Sanders did, however, claim to be winning in two areas. The first, he said, was that he was winning the “ideological debate,” citing strong support for increasing the minimum wage to $15, for making public college and trade schools tuition-free, and for creating a “Medicare for All” health care system. He said he found it “amazing” that even in “conservative states like Mississippi” there is strong support for “Medicare for All,” likely referring to an exit poll result in which 60 percent of Democratic primary voters supported a government health-insurance plan in lieu of private insurance. These were the numbers in a state in which Sanders did not even meet the statewide threshold for delegates. So it goes.

In addition, Sanders said, his campaign was “winning the generational debate.” (That wasn’t necessarily the plainest way to put it: He is winning younger voters in a landslide, and Biden is winning older voters in a landslide. There are more of the latter.) It is true that younger voters are the softest spot in what’s otherwise forming into a firm Biden coalition. And Sanders’ message was that Biden cannot take the votes of his younger supporters for granted.

“Today, I say to the Democratic establishment: In order to win in the future, you need to win the voters who represent the future of our country, and you must speak to the issues of concern to them,” Sanders said. “You cannot simply be satisfied by winning the votes of people who are older.”

This was not the tone of someone clinging to the belief that he can retake the upper hand. His account of his decision to stay in the race at least through the next debate, and the forward-looking approach he presented, sounded more like the opening of negotiations.

He was telling Joe Biden, and other leading Democratic Party figures who are getting anxious about Sanders’ continued presence in the race, that if Biden wants the support of Sanders and the majority of young Democratic voters in the near term, he has to show them something more on the policy areas he outlined, on which many younger voters feel an urgency that’s incommensurate with the proposals the Biden campaign has thus far offered. If the race is more or less over, now the onus is on Biden to determine what kind of olive branch he’s willing to extend.

It’s a complicated question for Biden. As the past couple weeks’ results have shown, he has enough supporters to win the primary comfortably, and he would rather not have to adopt too many of Sanders’ more radical proposals. He would rather not, for example, have to promise that he would sign “Medicare for All” legislation if it came to his desk—an absurd hypothetical involving a fantasy Congress that, were he to agree to it, would produce a general election liability for him.
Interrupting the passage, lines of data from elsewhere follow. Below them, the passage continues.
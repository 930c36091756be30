//! Printer book - the persisted list of monitored printers
//!
//! The in-memory list is the source of truth; every mutation rewrites the
//! whole JSON file right away (last writer wins, no locking).

use crate::ipv4::is_valid_ipv4;
use crate::models::Printer;
use std::path::{Path, PathBuf};
use tracing::{debug, info, warn};

#[derive(Debug, thiserror::Error)]
pub enum BookError {
    #[error("Informe o IP.")]
    MissingIp,
    #[error("IP inválido: {0}")]
    InvalidIp(String),
    #[error("Impressora não encontrada: {0}")]
    NotFound(String),
    #[error("IO error: {0}")]
    Io(#[from] std::io::Error),
    #[error("JSON error: {0}")]
    Json(#[from] serde_json::Error),
}

/// Result of a mutation that went through, with the save warning if the
/// file could not be rewritten.
#[derive(Debug, Clone, PartialEq)]
pub struct Applied<T> {
    pub value: T,
    pub warning: Option<String>,
}

pub fn default_printers() -> Vec<Printer> {
    vec![
        Printer::new("192.168.1.10", "Recepção"),
        Printer::new("192.168.1.11", "Centro Cirúrgico"),
    ]
}

#[derive(Debug)]
pub struct PrinterBook {
    path: PathBuf,
    printers: Vec<Printer>,
}

impl PrinterBook {
    /// Reads the list from `path`, falling back to the default printers when
    /// the file is missing or cannot be parsed.
    pub fn load(path: impl Into<PathBuf>) -> Self {
        let path = path.into();
        let printers = match read_printers(&path) {
            Ok(Some(list)) => {
                info!("loaded {} printers from {}", list.len(), path.display());
                list
            }
            Ok(None) => {
                info!("no printer file at {}, using defaults", path.display());
                default_printers()
            }
            Err(e) => {
                warn!("failed to read {}: {}, using defaults", path.display(), e);
                default_printers()
            }
        };
        Self { path, printers }
    }

    pub fn with_printers(path: impl Into<PathBuf>, printers: Vec<Printer>) -> Self {
        Self {
            path: path.into(),
            printers,
        }
    }

    pub fn save(&self) -> Result<(), BookError> {
        let content = serde_json::to_string_pretty(&self.printers)?;
        std::fs::write(&self.path, content)?;
        debug!("saved {} printers to {}", self.printers.len(), self.path.display());
        Ok(())
    }

    pub fn add(&mut self, ip: &str, label: &str) -> Result<Applied<Printer>, BookError> {
        let ip = ip.trim();
        if ip.is_empty() {
            return Err(BookError::MissingIp);
        }
        if !is_valid_ipv4(ip) {
            return Err(BookError::InvalidIp(ip.to_string()));
        }

        let printer = Printer::new(ip, label.trim());
        self.printers.push(printer.clone());
        info!("added printer {}", printer.display_entry());
        Ok(self.persisted(printer))
    }

    /// Removes the first printer whose display entry matches.
    pub fn remove_entry(&mut self, entry: &str) -> Result<Applied<Printer>, BookError> {
        let idx = self
            .printers
            .iter()
            .position(|p| p.display_entry() == entry)
            .ok_or_else(|| BookError::NotFound(entry.to_string()))?;

        let removed = self.printers.remove(idx);
        info!("removed printer {}", removed.display_entry());
        Ok(self.persisted(removed))
    }

    /// Empties the list; returns how many printers were dropped.
    pub fn clear(&mut self) -> Applied<usize> {
        let dropped = self.printers.len();
        self.printers.clear();
        info!("cleared printer list ({} entries)", dropped);
        self.persisted(dropped)
    }

    pub fn printers(&self) -> &[Printer] {
        &self.printers
    }

    pub fn entries(&self) -> Vec<String> {
        self.printers.iter().map(Printer::display_entry).collect()
    }

    pub fn ips(&self) -> Vec<String> {
        self.printers.iter().map(|p| p.ip.clone()).collect()
    }

    pub fn len(&self) -> usize {
        self.printers.len()
    }

    pub fn is_empty(&self) -> bool {
        self.printers.is_empty()
    }

    pub fn path(&self) -> &Path {
        &self.path
    }

    fn persisted<T>(&self, value: T) -> Applied<T> {
        let warning = match self.save() {
            Ok(()) => None,
            Err(e) => {
                warn!("failed to save {}: {}", self.path.display(), e);
                Some(format!("Falha ao salvar {}: {}", self.path.display(), e))
            }
        };
        Applied { value, warning }
    }
}

fn read_printers(path: &Path) -> Result<Option<Vec<Printer>>, BookError> {
    if !path.exists() {
        return Ok(None);
    }
    let content = std::fs::read_to_string(path)?;
    Ok(Some(serde_json::from_str(&content)?))
}

#[cfg(test)]
mod tests {
    use super::*;
    use tempfile::TempDir;

    fn stored(path: &Path) -> Vec<Printer> {
        serde_json::from_str(&std::fs::read_to_string(path).unwrap()).unwrap()
    }

    #[test]
    fn test_missing_file_falls_back_to_defaults() {
        let dir = TempDir::new().unwrap();
        let book = PrinterBook::load(dir.path().join("printers.json"));
        assert_eq!(book.printers(), default_printers().as_slice());
        assert!(!book.path().exists());
    }

    #[test]
    fn test_corrupt_file_falls_back_to_defaults() {
        let dir = TempDir::new().unwrap();
        let path = dir.path().join("printers.json");
        std::fs::write(&path, "{ not json").unwrap();

        let book = PrinterBook::load(&path);
        assert_eq!(book.len(), 2);
        assert_eq!(book.printers()[0].ip, "192.168.1.10");
    }

    #[test]
    fn test_add_valid_ip_appends_and_persists() {
        let dir = TempDir::new().unwrap();
        let path = dir.path().join("printers.json");
        let mut book = PrinterBook::with_printers(&path, vec![]);

        let applied = book.add(" 192.168.1.50 ", " Almoxarifado ").unwrap();
        assert_eq!(applied.value, Printer::new("192.168.1.50", "Almoxarifado"));
        assert!(applied.warning.is_none());
        assert_eq!(book.len(), 1);
        assert_eq!(stored(&path), vec![Printer::new("192.168.1.50", "Almoxarifado")]);
    }

    #[test]
    fn test_add_invalid_ip_changes_nothing() {
        let dir = TempDir::new().unwrap();
        let path = dir.path().join("printers.json");
        let mut book = PrinterBook::with_printers(&path, default_printers());
        book.save().unwrap();
        let before = std::fs::read_to_string(&path).unwrap();

        assert!(matches!(book.add("256.1.1.1", "X"), Err(BookError::InvalidIp(_))));
        assert!(matches!(book.add("   ", "X"), Err(BookError::MissingIp)));
        assert_eq!(book.len(), 2);
        assert_eq!(std::fs::read_to_string(&path).unwrap(), before);
    }

    #[test]
    fn test_remove_entry() {
        let dir = TempDir::new().unwrap();
        let path = dir.path().join("printers.json");
        let mut book = PrinterBook::with_printers(&path, default_printers());
        book.add("10.0.0.7", "Farmácia").unwrap();

        let removed = book.remove_entry("10.0.0.7 — Farmácia").unwrap();
        assert_eq!(removed.value.ip, "10.0.0.7");
        assert_eq!(book.len(), 2);
        assert!(!stored(&path).iter().any(|p| p.ip == "10.0.0.7"));

        assert!(matches!(
            book.remove_entry("10.0.0.7 — Farmácia"),
            Err(BookError::NotFound(_))
        ));
    }

    #[test]
    fn test_clear_empties_file() {
        let dir = TempDir::new().unwrap();
        let path = dir.path().join("printers.json");
        let mut book = PrinterBook::with_printers(&path, default_printers());

        let applied = book.clear();
        assert_eq!(applied.value, 2);
        assert!(book.is_empty());
        assert!(stored(&path).is_empty());
    }

    #[test]
    fn test_save_reload_keeps_order() {
        let dir = TempDir::new().unwrap();
        let path = dir.path().join("printers.json");
        let list = vec![
            Printer::new("10.0.0.9", "UTI"),
            Printer::new("10.0.0.2", "Recepção"),
            Printer::new("10.0.0.5", ""),
        ];
        PrinterBook::with_printers(&path, list.clone()).save().unwrap();

        let raw = std::fs::read_to_string(&path).unwrap();
        assert!(raw.contains("Recepção"), "non-ASCII labels are kept readable");
        assert_eq!(PrinterBook::load(&path).printers(), list.as_slice());
    }

    #[test]
    fn test_save_failure_is_a_warning() {
        let dir = TempDir::new().unwrap();
        // a directory path cannot be written as a file
        let mut book = PrinterBook::with_printers(dir.path(), vec![]);

        let applied = book.add("10.1.1.1", "Lab").unwrap();
        assert!(applied.warning.is_some());
        assert_eq!(book.len(), 1);
    }
}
Biden would be well within his rights not to offer Sanders anything, to beat him continuously for the rest of the primary season, and to watch as Sanders—with much less leverage than he had in 2016—comes begging for table scraps before the convention.

But Sanders, without formally ceding any ground to the front-runner, was speaking the language of conciliation. This time, Sanders didn’t talk about sparking a political revolution or launching a takeover of the Democratic Party. He opened and closed his remarks by repeating a simple message: that Donald Trump is a uniquely dangerous and corrupt president, and that it is essential to defeat him. If this sounded familiar, it’s because it’s exactly what his fellow presidential candidates said when they dropped out en masse and lined up behind Joe Biden. Rather than declaring his intention to overthrow the party establishment, Sanders was endorsing the establishment’s basic premise of the race—but arguing that the Democratic Party’s road to that shared goal runs through his agenda and his supporters. It was the Sanders version of being a team player, if Biden will have him on the team.